Vediamo cosa scrive il grande medico Taddeo Alderotti attorno al 1280:  “Di acquavite, ce n’è una semplice e una composta. La semplice è quella che, senza mescolanza di alcuna cosa, semplicemente si estrae dal vino ed è chiamata anima del vino. Assume le proprietà di tutte le erbe – eccettuate soltanto le viole – fiori, radici e spezie, se rimangono per tre ore in essa. L’acquavite composta si combina con spezie, radici, fiori ed erbe, secondo l’esigenza e la convenienza di ciascuna malattia. La sua dose, in bevanda, sia da una dramma fino a due. E la dose si accresca e si diminuisca secondo il vigore del paziente.”  (una dramma bolognese dell’epoca era circa 3,75 grammi).

È una cura efficace contro quasi tutte le malattie del corpo, ma non solo. “Contro la malinconia e la tristezza: ogni mattina mezzo cucchiaio, a stomaco digiuno, preso con un bicchiere di vino profumato, rallegra, rende ilare e giocondo … Con l’acqua predetta, fatta così, il paziente corregga il suo vino, ogni quattro giorni. E dell’acqua ardente ne beva ogni giorno un cucchiaio, mattina e sera, continuamente fino ad un anno.”. Così ci ricorda Alderotti, specificando come, inoltre, sia in grado di migliorare il vino poco buono o deteriorato.

Se dunque l’aqua vitae simplex è l’antenata dei moderni distillati quali grappa, brandy, whisky, ecc. possiamo a tutti gli effetti dire che l’aqua vitae composita è la madre di liquori, amari, aperitivi, digestivi e corroboranti.

Le ricette erano numerose, perché la farmacopea medievale si basava moltissimo sulle piante, le erbe e le radici del mondo naturale, ma i modi per produrla erano basicamente tre. Nel primo caso si univano direttamente le erbe al vino, distillando poi l’insieme. In un secondo, prima si distillava il vino da solo e poi vi si mettevano in infusione le erbe desiderate. Infine, in un terzo caso l’aqua vitae simplex e le erbe venivano messe insieme nell’alambicco, distillando nuovamente.
Inizialmente l’acquavite composta è un medicinale piuttosto caro: i medici prescrivono di berla (e/o di spalmarla) sulle parti malate.
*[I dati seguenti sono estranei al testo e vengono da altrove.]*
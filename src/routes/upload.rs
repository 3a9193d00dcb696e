use axum::{body::Bytes, extract::State, http::header, http::HeaderMap, response::Json};
use base64::{engine::general_purpose, Engine as _};
use chrono::Utc;
use serde::Serialize;

use crate::config::get_config;
use crate::error::AppError;
use crate::state::AppState;
use crate::utils::sha256_hex;

#[derive(Debug, Serialize, utoipa::ToSchema)]
pub struct UploadResponse {
    pub id: String,
    pub hash: String,
    #[serde(skip_serializing_if = "Option::is_none")]
    pub status: Option<String>,
    pub message: String,
}

#[utoipa::path(
    post,
    path = "/files",
    tag = "Files",
    request_body(content = Vec<u8>, content_type = "application/octet-stream"),
    responses(
        (status = 200, description = "File uploaded or already known", body = UploadResponse),
        (status = 400, description = "Bad Request"),
        (status = 500, description = "Internal Server Error")
    )
)]
pub async fn upload_file(
    State(state): State<AppState>,
    headers: HeaderMap,
    body: Bytes,
) -> Result<Json<UploadResponse>, AppError> {
    let content_type = headers
        .get(header::CONTENT_TYPE)
        .and_then(|v| v.to_str().ok())
        .unwrap_or("application/octet-stream")
        .to_string();

    let is_base64 = headers
        .get("content-transfer-encoding")
        .and_then(|v| v.to_str().ok())
        .map(|v| v.eq_ignore_ascii_case("base64"))
        .unwrap_or(false);

    let data = if is_base64 {
        general_purpose::STANDARD
            .decode(body.as_ref())
            .map_err(|_| AppError::BadRequest("Invalid base64 payload".to_string()))?
    } else {
        body.to_vec()
    };

    let checksum = sha256_hex(&data);

    // Best-effort dedup: a lookup failure is logged and the upload proceeds.
    match state.table.get_record(&checksum).await {
        Ok(Some(_)) => {
            println!("Upload | POST /files | hash={} | res=200 exists", checksum);
            return Ok(Json(UploadResponse {
                id: checksum.clone(),
                hash: checksum,
                status: None,
                message: "File already exists".to_string(),
            }));
        }
        Ok(None) => {}
        Err(e) => eprintln!("Upload | error checking existing file: {}", e),
    }

    // Time-stamped key, so identical bytes uploaded twice concurrently land
    // at distinct raw keys; dedup only holds at the metadata level.
    let timestamp = Utc::now().format("%Y%m%d%H%M%S%6f");
    let file_key = format!("raw/{}-{}", timestamp, checksum);
    let raw_bucket = &get_config().raw_bucket;

    state
        .objects
        .put_object(raw_bucket, &file_key, data, &content_type)
        .await?;

    println!("Upload | POST /files | hash={} | res=200", checksum);
    Ok(Json(UploadResponse {
        id: checksum.clone(),
        hash: checksum,
        status: Some("uploaded".to_string()),
        message: "File uploaded successfully, processing...".to_string(),
    }))
}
Poi, grazie anche all’impegno degli alchimisti francescani, si fa strada l’idea che la novità debba essere alla portata di tutti, un toccasana per mantenere in salute e “rinviare” la vecchiaia. Si beve soprattutto acquavite composta perché le erbe medicinali potenziano, si crede, gli effetti farmacologici (oltre ad avere un gusto più gradevole).
Così si giunge al 1348, quando compare la Peste Nera – uno dei più grandi flagelli della storia – e, in seguito, altre epidemie minori, ma comunque terribili, continuano ad imperversare in tutta Europa: i medici, quasi impotenti, consigliano alla popolazione terrorizzata di bere acquavite ogni giorno, per prevenire la malattia oltre che per curarla.

Passo passo, di questa medicina si cominciano ad apprezzare anche altre virtù, fino a giungere veramente molto vicini ad una tipologia di consumo di puro piacere: “La sua bontà agisce non solo nel corpo, ma anche nell’anima: infatti fa dimenticare la tristezza e l’angoscia, provoca allegria e rinfranca l’intelletto quando si dedica alla ricerca di cose difficili e sottili, dà coraggio, aiuta a sentire meno il dolore e la fatica, ed ha molte altre proprietà di questo genere.”

Marco Pierini

PS: ho scritto questo articolo in occasione dell’evento Aperitivi&Co Experience che si è tenuto a Milano nel marzo 2018.